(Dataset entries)
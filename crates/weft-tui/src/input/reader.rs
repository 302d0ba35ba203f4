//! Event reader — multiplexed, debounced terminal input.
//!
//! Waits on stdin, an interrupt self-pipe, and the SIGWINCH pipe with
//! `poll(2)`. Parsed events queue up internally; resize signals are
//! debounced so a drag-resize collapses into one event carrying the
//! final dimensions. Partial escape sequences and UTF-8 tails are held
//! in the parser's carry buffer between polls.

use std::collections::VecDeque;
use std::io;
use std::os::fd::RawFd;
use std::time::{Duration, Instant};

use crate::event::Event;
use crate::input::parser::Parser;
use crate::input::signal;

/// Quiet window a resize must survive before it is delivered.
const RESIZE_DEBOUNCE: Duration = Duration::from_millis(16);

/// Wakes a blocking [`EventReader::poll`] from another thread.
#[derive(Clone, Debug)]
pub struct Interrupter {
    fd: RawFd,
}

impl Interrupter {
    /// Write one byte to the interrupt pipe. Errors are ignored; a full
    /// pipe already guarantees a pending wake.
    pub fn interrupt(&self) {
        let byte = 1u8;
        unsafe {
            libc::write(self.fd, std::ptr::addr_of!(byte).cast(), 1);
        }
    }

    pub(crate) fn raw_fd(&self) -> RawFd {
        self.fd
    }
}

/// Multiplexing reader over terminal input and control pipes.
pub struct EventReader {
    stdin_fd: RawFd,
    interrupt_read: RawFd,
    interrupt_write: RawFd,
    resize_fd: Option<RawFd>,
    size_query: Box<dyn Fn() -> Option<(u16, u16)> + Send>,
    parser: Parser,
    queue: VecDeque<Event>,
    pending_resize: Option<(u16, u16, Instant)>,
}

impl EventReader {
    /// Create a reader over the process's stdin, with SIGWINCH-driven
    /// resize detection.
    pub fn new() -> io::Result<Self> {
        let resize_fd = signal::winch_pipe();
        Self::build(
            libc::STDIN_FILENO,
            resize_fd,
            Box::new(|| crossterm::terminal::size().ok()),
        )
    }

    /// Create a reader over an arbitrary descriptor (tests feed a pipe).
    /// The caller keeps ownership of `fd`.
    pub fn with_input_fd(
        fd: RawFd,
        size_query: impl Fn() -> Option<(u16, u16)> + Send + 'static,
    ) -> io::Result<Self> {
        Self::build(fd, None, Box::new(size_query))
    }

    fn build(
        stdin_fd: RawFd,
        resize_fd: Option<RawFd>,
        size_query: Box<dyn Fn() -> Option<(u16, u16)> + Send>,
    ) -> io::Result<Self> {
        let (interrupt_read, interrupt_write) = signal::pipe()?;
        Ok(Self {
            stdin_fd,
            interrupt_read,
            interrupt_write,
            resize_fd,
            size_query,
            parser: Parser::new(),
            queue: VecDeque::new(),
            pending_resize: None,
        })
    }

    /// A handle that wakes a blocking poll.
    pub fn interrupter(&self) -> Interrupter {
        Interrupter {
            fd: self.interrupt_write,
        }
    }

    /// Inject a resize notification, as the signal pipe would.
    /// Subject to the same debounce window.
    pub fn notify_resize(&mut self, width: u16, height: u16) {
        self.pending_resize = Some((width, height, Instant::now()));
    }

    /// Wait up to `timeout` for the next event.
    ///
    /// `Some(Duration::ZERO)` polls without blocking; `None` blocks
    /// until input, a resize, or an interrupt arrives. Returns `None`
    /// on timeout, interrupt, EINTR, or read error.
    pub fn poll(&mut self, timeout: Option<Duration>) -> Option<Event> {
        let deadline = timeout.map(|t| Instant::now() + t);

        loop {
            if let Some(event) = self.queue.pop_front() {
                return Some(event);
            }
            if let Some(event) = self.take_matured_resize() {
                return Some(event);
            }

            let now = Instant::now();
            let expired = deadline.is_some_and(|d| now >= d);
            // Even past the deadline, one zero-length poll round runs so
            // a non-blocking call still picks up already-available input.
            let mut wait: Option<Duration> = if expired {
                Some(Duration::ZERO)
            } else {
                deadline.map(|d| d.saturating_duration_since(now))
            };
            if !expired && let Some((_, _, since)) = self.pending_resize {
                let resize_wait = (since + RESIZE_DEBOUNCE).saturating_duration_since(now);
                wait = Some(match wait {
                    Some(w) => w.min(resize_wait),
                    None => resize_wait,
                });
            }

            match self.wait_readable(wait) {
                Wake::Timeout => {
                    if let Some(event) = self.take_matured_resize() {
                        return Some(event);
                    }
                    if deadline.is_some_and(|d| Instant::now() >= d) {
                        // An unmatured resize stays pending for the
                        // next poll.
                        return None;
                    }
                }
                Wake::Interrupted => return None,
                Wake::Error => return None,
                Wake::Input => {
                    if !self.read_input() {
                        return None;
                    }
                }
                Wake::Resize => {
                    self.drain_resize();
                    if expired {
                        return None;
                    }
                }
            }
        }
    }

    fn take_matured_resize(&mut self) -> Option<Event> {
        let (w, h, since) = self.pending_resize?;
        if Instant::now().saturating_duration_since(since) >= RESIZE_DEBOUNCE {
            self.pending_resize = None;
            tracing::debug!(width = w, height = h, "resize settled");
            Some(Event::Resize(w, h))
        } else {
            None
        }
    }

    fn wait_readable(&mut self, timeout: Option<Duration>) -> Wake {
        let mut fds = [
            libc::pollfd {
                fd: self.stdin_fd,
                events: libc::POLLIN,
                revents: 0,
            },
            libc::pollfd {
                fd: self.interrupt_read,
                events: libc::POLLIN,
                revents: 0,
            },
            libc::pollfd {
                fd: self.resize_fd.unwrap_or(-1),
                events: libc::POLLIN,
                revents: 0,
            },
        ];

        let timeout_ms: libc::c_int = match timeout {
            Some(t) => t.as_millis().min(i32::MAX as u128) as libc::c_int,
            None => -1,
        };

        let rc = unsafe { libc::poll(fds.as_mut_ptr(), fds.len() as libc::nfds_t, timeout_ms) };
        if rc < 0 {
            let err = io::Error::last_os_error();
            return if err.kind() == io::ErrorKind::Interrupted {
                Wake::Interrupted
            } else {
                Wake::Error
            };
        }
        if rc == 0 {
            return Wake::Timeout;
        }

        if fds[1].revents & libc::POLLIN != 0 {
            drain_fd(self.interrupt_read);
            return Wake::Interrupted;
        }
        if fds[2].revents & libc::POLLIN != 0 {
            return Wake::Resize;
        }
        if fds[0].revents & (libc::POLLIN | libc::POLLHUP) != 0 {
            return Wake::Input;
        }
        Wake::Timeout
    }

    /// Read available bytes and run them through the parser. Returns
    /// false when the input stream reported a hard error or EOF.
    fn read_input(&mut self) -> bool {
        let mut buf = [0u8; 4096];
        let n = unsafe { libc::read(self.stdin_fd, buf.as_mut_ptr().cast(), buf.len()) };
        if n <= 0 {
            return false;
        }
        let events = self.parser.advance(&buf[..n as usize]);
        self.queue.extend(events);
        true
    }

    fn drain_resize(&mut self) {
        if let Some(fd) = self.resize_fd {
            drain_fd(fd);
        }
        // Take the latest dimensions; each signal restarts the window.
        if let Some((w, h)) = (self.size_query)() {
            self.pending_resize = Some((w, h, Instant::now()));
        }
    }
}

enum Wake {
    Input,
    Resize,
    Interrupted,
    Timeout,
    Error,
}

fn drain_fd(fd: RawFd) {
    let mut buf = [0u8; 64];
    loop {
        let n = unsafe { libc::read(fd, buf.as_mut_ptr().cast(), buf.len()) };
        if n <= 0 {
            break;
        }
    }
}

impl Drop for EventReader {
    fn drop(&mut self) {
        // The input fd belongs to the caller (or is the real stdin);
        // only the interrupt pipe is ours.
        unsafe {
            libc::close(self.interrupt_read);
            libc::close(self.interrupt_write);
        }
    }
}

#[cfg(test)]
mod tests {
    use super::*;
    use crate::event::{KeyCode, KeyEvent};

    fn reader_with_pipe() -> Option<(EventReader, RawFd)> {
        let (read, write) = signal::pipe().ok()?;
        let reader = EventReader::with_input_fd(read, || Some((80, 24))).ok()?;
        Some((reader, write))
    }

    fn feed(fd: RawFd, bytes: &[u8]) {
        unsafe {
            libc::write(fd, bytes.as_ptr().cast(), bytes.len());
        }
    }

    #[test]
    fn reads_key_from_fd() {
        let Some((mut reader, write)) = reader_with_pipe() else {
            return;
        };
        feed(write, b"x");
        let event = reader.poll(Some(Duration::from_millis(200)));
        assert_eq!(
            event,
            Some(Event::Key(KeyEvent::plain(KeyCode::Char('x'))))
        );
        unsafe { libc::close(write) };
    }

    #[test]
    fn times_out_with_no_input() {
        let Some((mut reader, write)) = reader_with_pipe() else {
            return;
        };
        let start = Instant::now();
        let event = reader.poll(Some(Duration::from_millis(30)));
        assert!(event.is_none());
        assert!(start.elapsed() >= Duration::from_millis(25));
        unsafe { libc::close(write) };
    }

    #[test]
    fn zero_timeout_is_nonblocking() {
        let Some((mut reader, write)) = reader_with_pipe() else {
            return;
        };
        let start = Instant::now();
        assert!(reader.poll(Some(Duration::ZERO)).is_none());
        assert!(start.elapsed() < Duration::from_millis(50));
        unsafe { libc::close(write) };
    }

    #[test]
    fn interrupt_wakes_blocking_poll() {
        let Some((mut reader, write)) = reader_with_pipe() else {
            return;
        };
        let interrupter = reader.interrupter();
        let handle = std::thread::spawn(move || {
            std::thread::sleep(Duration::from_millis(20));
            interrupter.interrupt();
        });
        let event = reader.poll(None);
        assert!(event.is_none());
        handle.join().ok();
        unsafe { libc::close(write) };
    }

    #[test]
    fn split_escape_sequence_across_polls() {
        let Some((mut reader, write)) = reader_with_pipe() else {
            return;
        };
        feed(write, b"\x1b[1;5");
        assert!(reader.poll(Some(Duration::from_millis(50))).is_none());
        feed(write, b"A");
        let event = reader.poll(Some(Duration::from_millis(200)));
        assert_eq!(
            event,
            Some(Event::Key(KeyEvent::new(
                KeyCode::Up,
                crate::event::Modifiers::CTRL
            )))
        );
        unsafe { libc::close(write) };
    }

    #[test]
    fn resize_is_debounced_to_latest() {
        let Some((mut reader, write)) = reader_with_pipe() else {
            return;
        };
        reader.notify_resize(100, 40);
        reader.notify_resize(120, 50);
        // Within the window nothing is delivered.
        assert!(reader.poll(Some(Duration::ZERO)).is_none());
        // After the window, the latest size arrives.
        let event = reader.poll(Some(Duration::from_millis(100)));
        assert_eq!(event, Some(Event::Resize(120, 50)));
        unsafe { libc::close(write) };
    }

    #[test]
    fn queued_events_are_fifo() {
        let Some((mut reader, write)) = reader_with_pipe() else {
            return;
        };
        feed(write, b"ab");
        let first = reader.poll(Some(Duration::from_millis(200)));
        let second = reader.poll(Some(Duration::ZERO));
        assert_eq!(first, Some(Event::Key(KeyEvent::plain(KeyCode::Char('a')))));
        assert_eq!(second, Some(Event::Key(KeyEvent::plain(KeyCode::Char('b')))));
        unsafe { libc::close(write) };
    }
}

---

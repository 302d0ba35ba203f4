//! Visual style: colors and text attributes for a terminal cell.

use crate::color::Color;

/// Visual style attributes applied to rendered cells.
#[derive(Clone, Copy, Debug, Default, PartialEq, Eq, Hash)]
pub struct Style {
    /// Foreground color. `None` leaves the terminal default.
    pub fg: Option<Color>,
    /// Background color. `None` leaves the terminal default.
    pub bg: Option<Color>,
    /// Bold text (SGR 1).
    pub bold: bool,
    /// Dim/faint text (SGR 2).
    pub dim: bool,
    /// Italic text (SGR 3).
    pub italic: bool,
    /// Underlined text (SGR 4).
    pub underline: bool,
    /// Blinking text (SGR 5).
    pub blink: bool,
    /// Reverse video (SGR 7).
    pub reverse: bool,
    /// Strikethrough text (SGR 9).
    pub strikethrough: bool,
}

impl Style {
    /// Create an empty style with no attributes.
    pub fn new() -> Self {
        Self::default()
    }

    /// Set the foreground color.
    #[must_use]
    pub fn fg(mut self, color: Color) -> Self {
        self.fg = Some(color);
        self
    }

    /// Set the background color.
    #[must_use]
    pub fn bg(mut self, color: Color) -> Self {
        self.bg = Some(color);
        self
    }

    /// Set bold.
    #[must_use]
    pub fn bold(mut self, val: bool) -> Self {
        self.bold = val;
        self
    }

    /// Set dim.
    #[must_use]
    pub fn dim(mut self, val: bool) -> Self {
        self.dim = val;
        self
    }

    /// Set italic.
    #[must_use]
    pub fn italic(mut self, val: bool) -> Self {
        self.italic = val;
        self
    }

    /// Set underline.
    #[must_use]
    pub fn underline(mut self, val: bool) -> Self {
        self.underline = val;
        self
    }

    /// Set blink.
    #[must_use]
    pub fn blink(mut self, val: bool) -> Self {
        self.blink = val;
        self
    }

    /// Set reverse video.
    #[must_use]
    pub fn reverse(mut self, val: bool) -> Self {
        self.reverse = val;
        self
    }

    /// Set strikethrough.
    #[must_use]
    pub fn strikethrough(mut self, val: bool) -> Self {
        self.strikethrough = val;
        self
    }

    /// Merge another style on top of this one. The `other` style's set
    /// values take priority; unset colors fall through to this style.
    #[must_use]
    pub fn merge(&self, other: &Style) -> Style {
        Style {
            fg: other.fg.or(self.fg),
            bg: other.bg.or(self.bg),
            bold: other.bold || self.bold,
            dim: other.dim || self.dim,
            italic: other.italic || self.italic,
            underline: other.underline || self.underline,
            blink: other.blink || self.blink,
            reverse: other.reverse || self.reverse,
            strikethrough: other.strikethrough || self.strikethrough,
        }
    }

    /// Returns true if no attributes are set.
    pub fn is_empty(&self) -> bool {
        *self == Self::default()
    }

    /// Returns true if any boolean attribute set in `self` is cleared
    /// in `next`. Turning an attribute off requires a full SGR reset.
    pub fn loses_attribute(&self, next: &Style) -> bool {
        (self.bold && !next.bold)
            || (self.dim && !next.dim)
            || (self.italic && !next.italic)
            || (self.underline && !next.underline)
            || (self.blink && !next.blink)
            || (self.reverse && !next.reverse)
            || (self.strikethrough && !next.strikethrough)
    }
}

▶ [Exercise aim]: Begin at the line that has "filename crates/weft-tui/src/input/reader.rs" in the entries above; stop after the line that has "stdin, with SIGWINCH-driven". Transcribe exactly those lines and no others.

▶ [Response below]:
filename crates/weft-tui/src/input/reader.rs
repository 302d0ba35ba203f4
//! Event reader — multiplexed, debounced terminal input.
//!
//! Waits on stdin, an interrupt self-pipe, and the SIGWINCH pipe with
//! `poll(2)`. Parsed events queue up internally; resize signals are
//! debounced so a drag-resize collapses into one event carrying the
//! final dimensions. Partial escape sequences and UTF-8 tails are held
//! in the parser's carry buffer between polls.

use std::collections::VecDeque;
use std::io;
use std::os::fd::RawFd;
use std::time::{Duration, Instant};

use crate::event::Event;
use crate::input::parser::Parser;
use crate::input::signal;

/// Quiet window a resize must survive before it is delivered.
const RESIZE_DEBOUNCE: Duration = Duration::from_millis(16);

/// Wakes a blocking [`EventReader::poll`] from another thread.
#[derive(Clone, Debug)]
pub struct Interrupter {
    fd: RawFd,
}

impl Interrupter {
    /// Write one byte to the interrupt pipe. Errors are ignored; a full
    /// pipe already guarantees a pending wake.
    pub fn interrupt(&self) {
        let byte = 1u8;
        unsafe {
            libc::write(self.fd, std::ptr::addr_of!(byte).cast(), 1);
        }
    }

    pub(crate) fn raw_fd(&self) -> RawFd {
        self.fd
    }
}

/// Multiplexing reader over terminal input and control pipes.
pub struct EventReader {
    stdin_fd: RawFd,
    interrupt_read: RawFd,
    interrupt_write: RawFd,
    resize_fd: Option<RawFd>,
    size_query: Box<dyn Fn() -> Option<(u16, u16)> + Send>,
    parser: Parser,
    queue: VecDeque<Event>,
    pending_resize: Option<(u16, u16, Instant)>,
}

impl EventReader {
    /// Create a reader over the process's stdin, with SIGWINCH-driven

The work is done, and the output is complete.